Tell HN: Enigmail 2.0 to automatically encrypt e-mails

70 points by vx17h ↗ HN
It's four days ago the pEp-Development branch was merged into the master source code repository of Enigmail, meaning the pretty Easy privacy (p≡p) technology is now at Enigmail's core to encrypt e-mails:

https://sourceforge.net/p/enigmail/source/ci/382c7dc3cc84a0fa9648ad5f7054e725d32eda22/log/?path=

In fact, for novice users (or such without OpenPGP setup), the new p≡p scheme will be used (as "junior mode") to automatically create keys and distribute them to the communication partners: https://twitter.com/pEpCouncil/status/792233350463447040

p≡p has a broad, cross-platform approach as how to automatically encrypt all "written digital communications".

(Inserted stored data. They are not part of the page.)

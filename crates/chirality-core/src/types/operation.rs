//! Operation provenance records

use super::grid::Grid;
use super::ModelError;
use crate::canonical::EncodingError;
use crate::hash::ContentHash;
use crate::ids::{operation_id, GridId, OperationId};
use crate::kind::OperationKind;
use chrono::{DateTime, Utc};
use serde::{Deserialize, Serialize};
use std::fmt;

/// Which resolver produced an output
#[derive(Debug, Clone, PartialEq, Eq, Hash, Serialize, Deserialize)]
#[serde(deny_unknown_fields)]
pub struct BackendDescriptor {
    /// Resolver family, e.g. `synthetic` or `openai`
    pub vendor: String,
    /// Model or implementation name
    pub model: String,
    /// Implementation version
    #[serde(default, skip_serializing_if = "Option::is_none")]
    pub version: Option<String>,
}

impl BackendDescriptor {
    #[must_use]
    pub fn new(vendor: impl Into<String>, model: impl Into<String>) -> Self {
        Self {
            vendor: vendor.into(),
            model: model.into(),
            version: None,
        }
    }

    #[must_use]
    pub fn with_version(mut self, version: impl Into<String>) -> Self {
        self.version = Some(version.into());
        self
    }
}

impl fmt::Display for BackendDescriptor {
    fn fmt(&self, f: &mut fmt::Formatter<'_>) -> fmt::Result {
        write!(f, "{}/{}", self.vendor, self.model)?;
        if let Some(version) = &self.version {
            write!(f, "@{version}")?;
        }
        Ok(())
    }
}

/// Immutable record of one computation step
///
/// Holds ids only; inputs and output live independently. The id binds the
/// operation kind, the sorted input ids, the output content hash and the
/// request hash, so any of those changing yields a different record.
#[derive(Debug, Clone, PartialEq, Eq, Serialize, Deserialize)]
#[serde(try_from = "OperationRecord")]
pub struct Operation {
    id: OperationId,
    kind: OperationKind,
    inputs: Vec<GridId>,
    output: GridId,
    output_content_hash: ContentHash,
    request_hash: ContentHash,
    backend: BackendDescriptor,
    timestamp: DateTime<Utc>,
}

#[derive(Deserialize)]
#[serde(deny_unknown_fields)]
struct OperationRecord {
    id: OperationId,
    kind: OperationKind,
    inputs: Vec<GridId>,
    output: GridId,
    output_content_hash: ContentHash,
    request_hash: ContentHash,
    backend: BackendDescriptor,
    timestamp: DateTime<Utc>,
}

impl TryFrom<OperationRecord> for Operation {
    type Error = ModelError;

    fn try_from(r: OperationRecord) -> Result<Self, Self::Error> {
        let op = Self {
            id: r.id,
            kind: r.kind,
            inputs: r.inputs,
            output: r.output,
            output_content_hash: r.output_content_hash,
            request_hash: r.request_hash,
            backend: r.backend,
            timestamp: r.timestamp,
        };
        op.verify()?;
        Ok(op)
    }
}

impl Operation {
    /// Record `kind` applied to `inputs` (semantic order) producing `output`
    ///
    /// # Errors
    /// Returns [`ModelError::OperationArity`] if the input count does not
    /// match the operation kind
    pub fn new(
        kind: OperationKind,
        inputs: Vec<GridId>,
        output: &Grid,
        request_hash: ContentHash,
        backend: BackendDescriptor,
        timestamp: DateTime<Utc>,
    ) -> Result<Self, ModelError> {
        if inputs.len() != kind.arity() {
            return Err(ModelError::OperationArity {
                kind,
                expected: kind.arity(),
                actual: inputs.len(),
            });
        }
        Ok(Self {
            id: operation_id(kind, &inputs, output.content_hash(), &request_hash),
            kind,
            inputs,
            output: output.id().clone(),
            output_content_hash: *output.content_hash(),
            request_hash,
            backend,
            timestamp,
        })
    }

    #[inline]
    #[must_use]
    pub fn id(&self) -> &OperationId {
        &self.id
    }

    #[inline]
    #[must_use]
    pub fn kind(&self) -> OperationKind {
        self.kind
    }

    /// Input ids in the order the resolver received them
    #[inline]
    #[must_use]
    pub fn inputs(&self) -> &[GridId] {
        &self.inputs
    }

    #[inline]
    #[must_use]
    pub fn output(&self) -> &GridId {
        &self.output
    }

    #[inline]
    #[must_use]
    pub fn output_content_hash(&self) -> &ContentHash {
        &self.output_content_hash
    }

    #[inline]
    #[must_use]
    pub fn request_hash(&self) -> &ContentHash {
        &self.request_hash
    }

    #[inline]
    #[must_use]
    pub fn backend(&self) -> &BackendDescriptor {
        &self.backend
    }

    #[inline]
    #[must_use]
    pub fn timestamp(&self) -> DateTime<Utc> {
        self.timestamp
    }

    /// True if this record describes `grid` as it exists now
    #[must_use]
    pub fn produced(&self, grid: &Grid) -> bool {
        &self.output == grid.id() && &self.output_content_hash == grid.content_hash()
    }

    /// Recompute the id from the recorded fields
    ///
    /// # Errors
    /// Returns [`ModelError::OperationArity`] or [`ModelError::OperationIdMismatch`]
    pub fn verify(&self) -> Result<(), ModelError> {
        if self.inputs.len() != self.kind.arity() {
            return Err(ModelError::OperationArity {
                kind: self.kind,
                expected: self.kind.arity(),
                actual: self.inputs.len(),
            });
        }
        let expected = operation_id(
            self.kind,
            &self.inputs,
            &self.output_content_hash,
            &self.request_hash,
        );
        if expected != self.id {
            return Err(ModelError::OperationIdMismatch {
                expected,
                actual: self.id.clone(),
            });
        }
        Ok(())
    }

    /// Structured record
    ///
    /// # Errors
    /// Returns error if serialization fails
    pub fn to_record(&self) -> Result<serde_json::Value, EncodingError> {
        Ok(serde_json::to_value(self)?)
    }

    /// Parse and verify a record produced by [`to_record`](Self::to_record)
    ///
    /// # Errors
    /// Returns error on malformed records or a mismatched id
    pub fn parse(record: &serde_json::Value) -> Result<Self, ModelError> {
        Ok(Self::deserialize(record)?)
    }
}

#[cfg(test)]
mod tests {
    use super::*;
    use crate::ids::{matrix_id, thread_id};
    use crate::kind::GridKind;
    use chrono::TimeZone;
    use pretty_assertions::assert_eq;

    fn fixture() -> (Vec<GridId>, Grid) {
        let thread = thread_id("u", "s", "t");
        let inputs = vec![
            matrix_id(GridKind::A, &thread, 1),
            matrix_id(GridKind::B, &thread, 1),
        ];
        let output = Grid::builder(GridKind::C)
            .thread(thread)
            .row(["x * y"])
            .build()
            .unwrap();
        (inputs, output)
    }

    fn op(inputs: Vec<GridId>, output: &Grid) -> Operation {
        Operation::new(
            OperationKind::Combine,
            inputs,
            output,
            ContentHash::compute(b"request"),
            BackendDescriptor::new("synthetic", "echo").with_version("1"),
            Utc.with_ymd_and_hms(2025, 1, 1, 0, 0, 0).unwrap(),
        )
        .unwrap()
    }

    #[test]
    fn id_is_independent_of_input_order() {
        let (inputs, output) = fixture();
        let mut reversed = inputs.clone();
        reversed.reverse();
        let forward = op(inputs, &output);
        let backward = op(reversed, &output);
        assert_eq!(forward.id(), backward.id());
        assert_ne!(forward.inputs(), backward.inputs());
        assert!(forward.produced(&output));
    }

    #[test]
    fn arity_is_checked() {
        let (inputs, output) = fixture();
        let result = Operation::new(
            OperationKind::Interpret,
            inputs,
            &output,
            ContentHash::default(),
            BackendDescriptor::new("synthetic", "echo"),
            Utc::now(),
        );
        assert!(matches!(
            result,
            Err(ModelError::OperationArity {
                expected: 1,
                actual: 2,
                ..
            })
        ));
    }

    #[test]
    fn record_round_trip() {
        let (inputs, output) = fixture();
        let op = op(inputs, &output);
        let record = op.to_record().unwrap();
        assert_eq!(record["kind"], "*");
        assert_eq!(record["backend"]["vendor"], "synthetic");
        assert_eq!(Operation::parse(&record).unwrap(), op);
    }

    #[test]
    fn tampered_request_hash_is_rejected() {
        let (inputs, output) = fixture();
        let mut record = op(inputs, &output).to_record().unwrap();
        record["request_hash"] = ContentHash::compute(b"other").to_string().into();
        assert!(matches!(
            Operation::parse(&record),
            Err(ModelError::Parse(_))
        ));
    }

    #[test]
    fn backend_display() {
        let backend = BackendDescriptor::new("openai", "gpt-4o").with_version("2024-08");
        assert_eq!(backend.to_string(), "openai/gpt-4o@2024-08");
    }
}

Furtherly, its technologic core (p≡p engine) underwent a code audit: https://pep.foundation/blog/press-release--pep-releases-first-code-audit-of-the-pep-engine/index.html

A beta of Enigmail/p≡p will be launched at Mozilla Festival in London, this Sun: https://twitter.com/pEpCouncil/status/791575091343687680

Good video talks explaining what p≡p actually is, were given at the GNU Hacker Meeting (GHM) in Rennes, France: https://gnunet.org/ghm2016

13 comments

[ 3.2 ms ] story [ 37.5 ms ] thread
Will pep handle key exchanging as well? Looks interesting, but I can't find out if/how it handles this?
Yes, the public key is just attached to the outgoing messages and automatically imported by p≡p-capable software.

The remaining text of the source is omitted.